Over the last 4+ days, I have been reading a LOT. A few of the articles I read kind of hung together in my head. The headlines below are linked to the articles if you would like to read them. I have added the money quote under each headline.

Inside the Flat Earth Conference, Where the World’s Oldest Conspiracy Theory Is Hot Again

YouTube wants you watching videos, as many as possible, for as long as possible. It’s the rare conspiracy on which conference-goers and I are in complete agreement. In order to maximize views, the Google-owned video giant recommends videos based on those you already watched. Videos with attention-grabbing titles and hot-button keywords often turn up high in the recommendation algorithm. Start watching videos for less extreme conspiracy theories like 9/11 trutherism or moon landing hoaxes, and YouTube will eventually recommend you a Flat Earth video.

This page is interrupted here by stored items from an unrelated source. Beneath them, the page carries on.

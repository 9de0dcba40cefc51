// Integration tests for lanes and the work loop: time slicing, preemption,
// priority replay and transitions.

use std::cell::{Cell, RefCell};
use std::rc::Rc;

use spark_fiber::core::lanes::{DEFAULT_LANE, NO_LANES, TRANSITION_LANE};
use spark_fiber::{
    element, flush_sync, start_transition, with_update_priority, Component, EventKind,
    InstanceId, ManualScheduler, MemoryHost, Node, PriorityLevel, Root, SetState,
};

struct Harness {
    host: MemoryHost,
    container: InstanceId,
    scheduler: Rc<ManualScheduler>,
    root: Root<MemoryHost>,
}

impl Harness {
    fn mount(node: impl Into<Node>) -> Self {
        let host = MemoryHost::new();
        let container = host.create_container();
        let scheduler = Rc::new(ManualScheduler::new());
        let root = Root::mount(host.clone(), scheduler.clone(), container, node);
        scheduler.flush_all();
        Self {
            host,
            container,
            scheduler,
            root,
        }
    }

    fn markup(&self) -> String {
        self.host.markup(self.container)
    }
}

type Setter<T> = Rc<RefCell<Option<SetState<T>>>>;

fn get<T: Clone>(slot: &Setter<T>) -> SetState<T> {
    slot.borrow().clone().expect("component rendered")
}

/// A text cell plus a long list, so a render has enough units to slice.
fn search_app(query: &Setter<String>, results: &Setter<String>) -> Component {
    let (query, results) = (query.clone(), results.clone());
    Component::new("Search", move |hooks, _| {
        let (q, set_q) = hooks.use_state(|| String::from("a"));
        let (r, set_r) = hooks.use_state(|| String::from("a"));
        *query.borrow_mut() = Some(set_q);
        *results.borrow_mut() = Some(set_r);

        element("div")
            .child(element("input").attr("value", q))
            .child(
                element("ul").children((0..8).map(|i| element("li").key(i).child(format!("{r}{i}")))),
            )
            .into()
    })
}

#[test]
fn long_renders_are_sliced() {
    let host = MemoryHost::new();
    let container = host.create_container();
    let scheduler = Rc::new(ManualScheduler::new());
    scheduler.set_yield_after(Some(2));

    let list = element("ul").children((0..10).map(|i| element("li").key(i).child(i)));
    let root = Root::mount(host.clone(), scheduler.clone(), container, list);

    assert!(scheduler.run_next_task());
    assert_eq!(host.markup(container), "", "nothing is visible mid-render");
    assert_eq!(root.pending_lanes(), DEFAULT_LANE);

    assert!(scheduler.flush_all() > 1);
    assert!(host.markup(container).starts_with("<ul><li>0</li>"));
    assert_eq!(root.commit_count(), 1);
}

#[test]
fn expired_work_runs_to_completion() {
    let host = MemoryHost::new();
    let container = host.create_container();
    let scheduler = Rc::new(ManualScheduler::new());
    scheduler.set_yield_after(Some(1));

    let list = element("ul").children((0..10).map(|i| element("li").key(i).child(i)));
    let root = Root::mount(host.clone(), scheduler.clone(), container, list);

    scheduler.advance(PriorityLevel::Normal.timeout() + 1);
    assert!(scheduler.run_next_task());
    assert_eq!(root.commit_count(), 1);
}

#[test]
fn updates_outside_events_share_a_default_lane_commit() {
    let (query, results) = (Rc::default(), Rc::default());
    let h = Harness::mount(search_app(&query, &results).element());

    get(&query).set(String::from("b"));
    get(&results).set(String::from("b"));
    assert_eq!(h.root.pending_lanes(), DEFAULT_LANE);

    h.scheduler.flush_all();
    assert_eq!(h.root.commit_count(), 2);
    assert!(h.markup().starts_with(r#"<div><input value="b"></input><ul><li>b0</li>"#));
}

#[test]
fn sync_update_preempts_a_paused_transition() {
    let (query, results) = (Rc::default(), Rc::default());
    let h = Harness::mount(search_app(&query, &results).element());
    let initial = h.markup();

    h.scheduler.set_yield_after(Some(3));
    start_transition(|| get(&results).set(String::from("z")));
    assert_eq!(h.root.pending_lanes(), TRANSITION_LANE);

    // Start the transition and leave it paused part way
    assert!(h.scheduler.run_next_task());
    assert_eq!(h.markup(), initial);

    flush_sync(|| get(&query).set(String::from("typed")));
    assert!(
        h.markup()
            .starts_with(r#"<div><input value="typed"></input><ul><li>a0</li>"#),
        "urgent update commits first without the transition: {}",
        h.markup()
    );
    assert_eq!(h.root.pending_lanes(), TRANSITION_LANE);

    h.scheduler.set_yield_after(None);
    h.scheduler.flush_all();
    assert!(h.markup().contains("<li>z7</li>"));
    assert!(h.markup().contains(r#"value="typed""#));
    assert_eq!(h.root.pending_lanes(), NO_LANES);
}

#[test]
fn skipped_updates_are_replayed_in_order() {
    let setter: Setter<String> = Rc::default();
    let s = setter.clone();
    let log = Component::new("Log", move |hooks, _| {
        let (text, set) = hooks.use_state(String::new);
        *s.borrow_mut() = Some(set);
        element("p").child(text).into()
    });
    let h = Harness::mount(log.element());

    let set = get(&setter);
    start_transition(|| set.update(|s| format!("{s}T")));
    flush_sync(|| set.update(|s| format!("{s}S")));
    // The sync render skips the transition update
    assert_eq!(h.markup(), "<p>S</p>");

    // The transition render replays both, in the order they were made
    h.scheduler.flush_all();
    assert_eq!(h.markup(), "<p>TS</p>");
}

#[test]
fn use_transition_reports_pending_until_the_transition_commits() {
    let renders: Rc<RefCell<Vec<String>>> = Rc::default();
    let r = renders.clone();
    let tabs = Component::new("Tabs", move |hooks, _| {
        let (pending, start) = hooks.use_transition();
        let (tab, set_tab) = hooks.use_state(|| "home");
        let label = format!("{}:{}", if pending { "pending" } else { "idle" }, tab);
        r.borrow_mut().push(label.clone());

        element("button")
            .on("onClick", move |_| {
                let set_tab = set_tab.clone();
                start.start(move || set_tab.set("settings"));
            })
            .child(label)
            .into()
    });

    let h = Harness::mount(tabs.element());
    let button = h.host.find(h.container, "button").expect("button");

    h.root.dispatch_event(EventKind::Click, &button);
    h.scheduler.flush_microtasks();
    assert_eq!(h.markup(), "<button>pending:home</button>");

    h.scheduler.flush_all();
    assert_eq!(h.markup(), "<button>idle:settings</button>");
    assert_eq!(
        *renders.borrow(),
        vec!["idle:home", "pending:home", "idle:settings"]
    );
}

#[test]
fn forced_priority_picks_the_lane() {
    let (query, results) = (Rc::default(), Rc::default());
    let h = Harness::mount(search_app(&query, &results).element());

    with_update_priority(PriorityLevel::Idle, || get(&query).set(String::from("later")));
    assert_eq!(h.scheduler.first_priority(), Some(PriorityLevel::Idle));

    h.scheduler.flush_all();
    assert!(h.markup().contains(r#"value="later""#));
}

#[test]
fn render_phase_updates_are_applied_after_the_pass() {
    let renders = Rc::new(Cell::new(0));
    let r = renders.clone();
    let eager = Component::new("Eager", move |hooks, _| {
        r.set(r.get() + 1);
        let (n, set_n) = hooks.use_state(|| 0);
        if n < 2 {
            set_n.set(n + 1);
        }
        Node::from(n)
    });

    let h = Harness::mount(eager.element());
    assert_eq!(h.markup(), "2");
    assert_eq!(renders.get(), 3);
    assert!(!h.root.has_pending_work());
}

‘Nothing on this page is real’: How lies become truth in online America

“Nothing on this page is real,” read one of the 14 disclaimers on Blair’s site, and yet in the America of 2018 his stories had become real, reinforcing people’s biases, spreading onto Macedonian and Russian fake news sites, amassing an audience of as many 6 million visitors each month who thought his posts were factual. What Blair had first conceived of as an elaborate joke was beginning to reveal something darker. “No matter how racist, how bigoted, how offensive, how obviously fake we get, people keep coming back,” Blair once wrote, on his own personal Facebook page. “Where is the edge? Is there ever a point where people realize they’re being fed garbage and decide to return to reality?”

I Found the Best Burger Place in America. And Then I Killed It.

And that fact is the thing I can’t quite get past. That a decision I made for a list I put on the internet has impacted a family business and forever altered its future. That I have changed family dynamics and relationships. And it could very easily happen again… Clearly, I don’t have an answer. I understand there are larger forces involving tourism and technology and society writ large at play here, and I’m not enough of a hypocrite to turn this into a morality play about the internet and the consequences of our actions, but maybe if we were all as kind to each other as Steve Stanich has been to me, we might just survive this apocalyptic puddle of shit we currently find ourselves in.

Reading those articles was demoralizing, at best. It was hard not to read them and conclude that, indeed, the Internet has put us all in an “apocalyptic puddle of shit.” And, while I would like to believe that we could all agree to be as kind to each other as Steve Stanich was to the author of that last article, I’m not at all hopeful about it.

I am more convinced than ever that we need the federal government to regulate at least the big platforms and/or media companies like Facebook, Google and Twitter. I don’t know yet what that regulation would look like, but I am learning. This week, I also read one article about that and I plan to read more.

But, now for the double entendre…

In addition to doing LOTS of reading over the last 4+ days, it is also the case that I haven’t posted anything to Twitter or Facebook over that time span. That’s… unusual for me. And… nobody noticed. Or, people noticed and didn’t comment on it or care to comment. Nobody sent me a direct or private message to say, “Hey, I noticed you’ve been unusually quiet. Everything OK?” And, I can’t lie. It’s not a good feeling. Perhaps my social media ties are looser than I had believed. I don’t know…

(And, frankly, had anyone asked, the answer would have been that no, not everything is OK. For the privacy of my family, I will leave it at that.)

Because of what’s happened over the last 4+ days, both online (where nothing has happened) and offline, I have decided that I need to regulate my own social media habits. That is, I need to come to terms with my own unhealthy relationship to social media. I still think there is value in Twitter and Facebook for me (even though both companies are pretty awful). I think I can find ways to prune and tune my networks and adopt behaviors that allow me to still derive the benefits from social media that I have found over the last number of years. I don’t yet have any specific ideas on what that means exactly, but I will be pondering it all over the long holiday weekend.

In sum, yes, it is time to regulate social media, in more ways than one.